After six years of service in Iraq, seven 72-tonne Challenger Two main battle tanks started their three-week sea voyage back to the UK this week.
The Challenger tanks, 51 armoured vehicles and 162 containers full of other British military equipment that has been used in Iraq left Kuwait’s Shuaiba Port onboard the container cargo ship MV Hurst Point on Wednesday 3 June 2009.
Since the end of UK combat operations in Iraq, a specialist logistics headquarters, the Joint Force Logistic Component or JFLogC, has been in Kuwait and Iraq co-ordinating the massive effort to inspect, pack and return six-years-worth of military hardware to the UK.
The number of military shipping containers that need to be shipped home is so great in fact that if everyone sent out of Iraq was stacked in a Jenga tower it would rise over two-and-a-half miles (4km) above the desert.
Good order and value for money are the watchwords for the JFLogC which has instigated a number of innovations to make sure equipment from simple stationery to the 72-tonne tanks leaving this week can be reused as quickly as possible on return to the UK.
JFLogC’s Commander in Iraq, Brigadier Paul Stearns Royal Marines, said:
“Withdrawing equipment after operations is not something we’ve always given our fullest attention to. Today’s military equipment is at a premium, it is high spec, high quality and high value. It’s vital we get it to its next home fully refurbished or put on the shelf ready for use again as quickly as possible.
“The taxpayer has invested a lot of money in our equipment and my team are acutely aware of this. It is my job to protect that investment.”
The headquarters has been working in close co-operation with the National Audit Office Defence Value for Money Team to ensure external independent scrutiny at every level of planning.
Brigadier Stearns’ headquarters of 25 staff has been planning this operation since summer 2008. Just like any military operation, the detail is the crucial element. His team has developed innovative procedures to ensure the job is done as efficiently as possible.
Lieutenant Colonel Lloyd Watkins, Brigadier Stearns’ Chief of Staff, does not hide the fact that much of the equipment is going directly to Afghanistan:
“Some of this equipment will see service in Helmand in the very near future,” he explained. “The last thing a soldier in Afghanistan needs to find when he opens the container is that there is an aerial missing from his radio. This headquarters is focused on attempting to prevent that.”
To stop such mistakes happening, the headquarters is enlisting some of the most advanced and innovative logistic techniques ever employed by the military:
— The creation of a complete compendium listing more than 20,000 stores items, holding details of where they need to be sent and in what condition, decided by owners, maintainers and future users.
— A co-ordinated inspection process to ensure equipment only leaves Iraq once it is in the state specified by the compendium.

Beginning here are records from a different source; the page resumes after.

//! Spatial query service consumed by the combat and behavior code
//!
//! Two questions only: what does a ray hit first, and who is near a point.

use crate::core::types::{EntityId, Faction, Vec2};

/// Filter for radius queries
#[derive(Debug, Clone, Copy, PartialEq, Eq)]
pub enum Classification {
    Any,
    /// Living entities with health
    Damageable,
    /// Living entities hostile to the given faction
    HostileTo(Faction),
    /// Living entities of exactly this faction
    Member(Faction),
}

/// First thing a directional query ran into
#[derive(Debug, Clone, Copy, PartialEq)]
pub struct RayHit {
    /// `None` when the ray hit a static obstacle
    pub entity: Option<EntityId>,
    pub point: Vec2,
    pub distance: f32,
    /// Perpendicular miss distance over the hit circle's radius, in [0, 1]
    pub offset_ratio: f32,
}

pub trait SpatialQuery {
    /// Nearest blocking entity or obstacle along the ray, ignoring `ignore`
    fn raycast(
        &self,
        origin: Vec2,
        direction: Vec2,
        max_distance: f32,
        ignore: Option<EntityId>,
    ) -> Option<RayHit>;

    /// Entities within `radius` of `center` matching `filter`, nearest first
    fn query_radius(&self, center: Vec2, radius: f32, filter: Classification) -> Vec<(EntityId, f32)>;
}

/// Ray / circle intersection. Returns the entry distance along the ray and
/// the offset ratio, or `None` on a miss or a hit beyond `max_distance`.
pub fn ray_circle(
    origin: Vec2,
    direction: Vec2,
    max_distance: f32,
    center: Vec2,
    radius: f32,
) -> Option<(f32, f32)> {
    if radius <= 0.0 {
        return None;
    }
    let dir = direction.normalize();
    let to_center = center - origin;
    let along = to_center.dot(&dir);
    let perp_sq = (to_center.dot(&to_center) - along * along).max(0.0);
    let radius_sq = radius * radius;
    if perp_sq > radius_sq {
        return None;
    }

    let half_chord = (radius_sq - perp_sq).sqrt();
    let entry = along - half_chord;
    // Origin inside the circle counts as an immediate hit
    let distance = if entry < 0.0 {
        if along + half_chord < 0.0 {
            return None;
        }
        0.0
    } else {
        entry
    };
    if distance > max_distance {
        return None;
    }
    Some((distance, perp_sq.sqrt() / radius))
}

#[cfg(test)]
mod tests {
    use super::*;

    #[test]
    fn test_ray_circle_center_hit() {
        let (distance, ratio) =
            ray_circle(Vec2::ZERO, Vec2::new(1.0, 0.0), 20.0, Vec2::new(10.0, 0.0), 1.0).unwrap();
        assert!((distance - 9.0).abs() < 1e-5);
        assert!(ratio.abs() < 1e-5);
    }

    #[test]
    fn test_ray_circle_grazing_hit_has_high_ratio() {
        let (_, ratio) =
            ray_circle(Vec2::ZERO, Vec2::new(1.0, 0.0), 20.0, Vec2::new(10.0, 0.9), 1.0).unwrap();
        assert!((ratio - 0.9).abs() < 1e-4);
    }

    #[test]
    fn test_ray_circle_misses() {
        // Off to the side
        assert!(ray_circle(Vec2::ZERO, Vec2::new(1.0, 0.0), 20.0, Vec2::new(10.0, 3.0), 1.0).is_none());
        // Behind the origin
        assert!(ray_circle(Vec2::ZERO, Vec2::new(1.0, 0.0), 20.0, Vec2::new(-10.0, 0.0), 1.0).is_none());
        // Beyond range
        assert!(ray_circle(Vec2::ZERO, Vec2::new(1.0, 0.0), 5.0, Vec2::new(10.0, 0.0), 1.0).is_none());
    }

    #[test]
    fn test_origin_inside_circle() {
        let (distance, _) =
            ray_circle(Vec2::new(10.0, 0.0), Vec2::new(0.0, 1.0), 5.0, Vec2::new(10.0, 0.2), 1.0).unwrap();
        assert_eq!(distance, 0.0);
    }
}
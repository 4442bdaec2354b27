//! Hit values handed from weapons to the damage resolver

use crate::combat::damage_kind::DamageKind;
use crate::core::types::EntityId;
use serde::{Deserialize, Serialize};

/// Where on the target a hit landed
#[derive(Debug, Clone, Copy, PartialEq, Eq, Hash, Serialize, Deserialize)]
pub enum HitLocation {
    Body,
    Head,
    Limb,
}

impl HitLocation {
    /// Map a directional hit's offset ratio (perpendicular miss distance over
    /// target radius) onto a location
    ///
    /// The centre band is the torso. A narrow band just outside it is the
    /// head, and anything wider clips a limb.
    pub fn from_offset_ratio(ratio: f32, body_ratio: f32, head_ratio: f32) -> Self {
        if ratio <= body_ratio {
            HitLocation::Body
        } else if ratio <= head_ratio {
            HitLocation::Head
        } else {
            HitLocation::Limb
        }
    }
}

/// A raw hit, produced by fire control or melee logic and consumed immediately
#[derive(Debug, Clone, Copy, PartialEq, Serialize, Deserialize)]
pub struct DamageEvent {
    pub target: EntityId,
    pub source: Option<EntityId>,
    pub amount: f32,
    pub kind: DamageKind,
    pub location: HitLocation,
}

impl DamageEvent {
    pub fn new(target: EntityId, amount: f32, kind: DamageKind) -> Self {
        Self {
            target,
            source: None,
            amount,
            kind,
            location: HitLocation::Body,
        }
    }

    pub fn from_source(mut self, source: EntityId) -> Self {
        self.source = Some(source);
        self
    }

    pub fn at(mut self, location: HitLocation) -> Self {
        self.location = location;
        self
    }
}

/// Outcome of resolving one `DamageEvent`
#[derive(Debug, Clone, Copy, Default, PartialEq)]
pub struct DamageReport {
    /// Damage after location and critical multipliers; 0 when rejected
    pub final_damage: f32,
    pub critical: bool,
    /// Whether the primary target's health actually changed
    pub applied: bool,
    pub killed: bool,
    /// Secondary targets that took splash damage
    pub splash_hits: usize,
}

impl DamageReport {
    pub fn rejected() -> Self {
        Self::default()
    }
}

#[cfg(test)]
mod tests {
    use super::*;

    #[test]
    fn test_offset_ratio_zones() {
        // Centred aim lands on the torso, not the head
        assert_eq!(HitLocation::from_offset_ratio(0.0, 0.5, 0.65), HitLocation::Body);
        assert_eq!(HitLocation::from_offset_ratio(0.5, 0.5, 0.65), HitLocation::Body);
        assert_eq!(HitLocation::from_offset_ratio(0.6, 0.5, 0.65), HitLocation::Head);
        assert_eq!(HitLocation::from_offset_ratio(0.65, 0.5, 0.65), HitLocation::Head);
        assert_eq!(HitLocation::from_offset_ratio(0.95, 0.5, 0.65), HitLocation::Limb);
    }
}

— A repair schedule to ensure all equipment leaves in the correct state, recording any deficiencies so that the main repair depots in the UK can order parts before the kit arrives home.
— An advance team of civilian stores experts who work for the Defence Storage and Distribution Agency has been deployed to Iraq to make sure containers are packed properly, saving the equivalent of months of work back in the UK.

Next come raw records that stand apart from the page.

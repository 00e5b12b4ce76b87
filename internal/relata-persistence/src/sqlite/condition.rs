use sqlite::Value;
use std::iter::repeat_n;

use super::statement::number_placeholders;

/// Internal Boolean representation
#[derive(Debug, Clone)]
enum BooleanCondition {
    /// Empty tree
    None,

    /// Single boolean expression
    Expression(String),

    /// And branch
    And(Box<BooleanCondition>, Box<BooleanCondition>),

    /// Or branch
    Or(Box<BooleanCondition>, Box<BooleanCondition>),

    /// Negated branch
    Not(Box<BooleanCondition>),
}

impl BooleanCondition {
    /// Turn a boolean expression to its string SQL representation.
    pub fn expand(&self) -> String {
        match self {
            Self::None => "true".to_string(),
            Self::Expression(expr) => expr.to_owned(),
            Self::And(lft, rgt) => match (lft.needs_precedence(), rgt.needs_precedence()) {
                (true, false) => format!("({}) and {}", lft.expand(), rgt.expand()),
                (false, true) => format!("{} and ({})", lft.expand(), rgt.expand()),
                (true, true) => format!("({}) and ({})", lft.expand(), rgt.expand()),
                (false, false) => format!("{} and {}", lft.expand(), rgt.expand()),
            },
            Self::Or(lft, rgt) => format!("{} or {}", lft.expand(), rgt.expand()),
            Self::Not(inner) => format!("not ({})", inner.expand()),
        }
    }

    fn is_none(&self) -> bool {
        matches!(self, Self::None)
    }

    fn needs_precedence(&self) -> bool {
        matches!(self, Self::Or(_, _))
    }
}

/// Where condition builder.
///
/// Parameters placeholders are written `?*` in expressions, they are numbered
/// when the condition is expanded.
#[derive(Debug, Clone)]
pub struct WhereCondition {
    /// Boolean condition internal tree
    condition: BooleanCondition,

    /// Parameters associated to the conditions
    parameters: Vec<Value>,
}

impl Default for WhereCondition {
    fn default() -> Self {
        Self {
            condition: BooleanCondition::None,
            parameters: Vec::new(),
        }
    }
}

impl WhereCondition {
    /// Instanciate a new condition from an expression.
    pub fn new(expression: &str, parameters: Vec<Value>) -> Self {
        Self {
            condition: BooleanCondition::Expression(expression.to_string()),
            parameters,
        }
    }

    /// Turn the condition into a SQL string representation.
    pub fn expand(self) -> (String, Vec<Value>) {
        let (expression, parameters) = self.into_raw();

        (number_placeholders(&expression, |index| format!("?{index}")), parameters)
    }

    /// Turn the condition into a SQL string keeping the `?*` placeholders, so it
    /// can be embedded in a larger statement that is numbered as a whole.
    pub(crate) fn into_raw(self) -> (String, Vec<Value>) {
        (self.condition.expand(), self.parameters)
    }

    /// Return true if no expression was added to this condition.
    pub fn is_empty(&self) -> bool {
        self.condition.is_none()
    }

    /// Instanciate a condition with a `IN` statement.
    pub fn where_in(field: &str, parameters: Vec<Value>) -> Self {
        if parameters.is_empty() {
            return Self::new("false", Vec::new());
        }
        let params: Vec<&str> = repeat_n("?*", parameters.len()).collect();
        let expression = format!("{} in ({})", field, params.join(", "));

        Self {
            condition: BooleanCondition::Expression(expression),
            parameters,
        }
    }

    /// Instanciate a condition checking each `(column, value)` pair for equality.
    ///
    /// `NULL` values are checked with `is null`.
    pub fn where_equals(pairs: &[(String, Value)]) -> Self {
        pairs
            .iter()
            .fold(Self::default(), |condition, (column, value)| {
                let expression = match value {
                    Value::Null => Self::new(&format!("{column} is null"), Vec::new()),
                    value => Self::new(&format!("{column} = ?*"), vec![value.clone()]),
                };
                condition.and_where(expression)
            })
    }

    /// Add a new parameter using a AND operator
    pub fn and_where(mut self, mut condition: WhereCondition) -> Self {
        if condition.condition.is_none() {
            return self;
        }

        if self.condition.is_none() {
            self.condition = condition.condition;
            self.parameters = condition.parameters;
        } else {
            let temp = BooleanCondition::None;
            let my_condition = std::mem::replace(&mut self.condition, temp);
            self.condition =
                BooleanCondition::And(Box::new(my_condition), Box::new(condition.condition));
            self.parameters.append(&mut condition.parameters);
        }

        self
    }

    /// Add a new condition with a OR operator
    pub fn or_where(mut self, mut condition: WhereCondition) -> Self {
        if condition.condition.is_none() {
            return self;
        }
        if self.condition.is_none() {
            self.condition = condition.condition;
            self.parameters = condition.parameters;
        } else {
            let temp = BooleanCondition::None;
            let my_condition = std::mem::replace(&mut self.condition, temp);
            self.condition =
                BooleanCondition::Or(Box::new(my_condition), Box::new(condition.condition));
            self.parameters.append(&mut condition.parameters);
        }

        self
    }

    /// Add the negation of the given condition with a AND operator
    pub fn and_not(self, condition: WhereCondition) -> Self {
        if condition.condition.is_none() {
            return self;
        }

        self.and_where(Self {
            condition: BooleanCondition::Not(Box::new(condition.condition)),
            parameters: condition.parameters,
        })
    }

    /// Wrap the whole condition in a negation
    pub fn negate(self) -> Self {
        if self.condition.is_none() {
            return self;
        }

        Self {
            condition: BooleanCondition::Not(Box::new(self.condition)),
            parameters: self.parameters,
        }
    }
}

— Random inspections by Royal Military Police to make sure no unauthorised items find their way into containers.
— Extensive use of the latest electronic tracking devices to give all agencies complete visibility of where equipment is.
— Pre-deployment modelling using computer-based logistic planning tools.
These measures tie in with the efforts of more than 1,000 troops stationed in Iraq and Kuwait packing, loading and moving kit in convoys from Basra to Kuwaiti ports.
Major Darren Osborne, the headquarters movements officer, was at the waterfront at Shuaiba, overlooking the ship’s loading this week:
“This is by far the best planned operation I’ve been involved in,” he commented as the tanks were driven on board. “By the time the equipment gets to us, it’s already been inspected and it’s in the best possible condition.”
Soldiers from the Royal Logistic Corps’ 17 Port and Maritime Regiment, based at Marchwood military port, Southampton, have been in Kuwait for nearly a month loading cargo ships including the MV Hurst Point.
With a displacement of more than 22,000 tonnes, this ship is part of a fleet of four civilian container cargo ships permanently leased by the Ministry of Defence to transport heavy equipment around the world.
This is the seventh visit by a container ship since the start of the drawdown operation in May. By the end of July the logistics score card will look like this:
— More vehicles than in the bus fleets serving Bristol and Bath.
— Around 5,000 containers – enough to build a Jenga tower two-and-a-half miles (4km) high.
— 102 convoys were needed to bring the equipment out of Basra to the port, driving a total distance equivalent to five-and-a-half times around the world.
MV Hurst Point will reach Marchwood next month where the same soldiers who loaded her will remove the tanks and other vehicles to the main MOD vehicle storage facility at Ashchurch in Gloucestershire.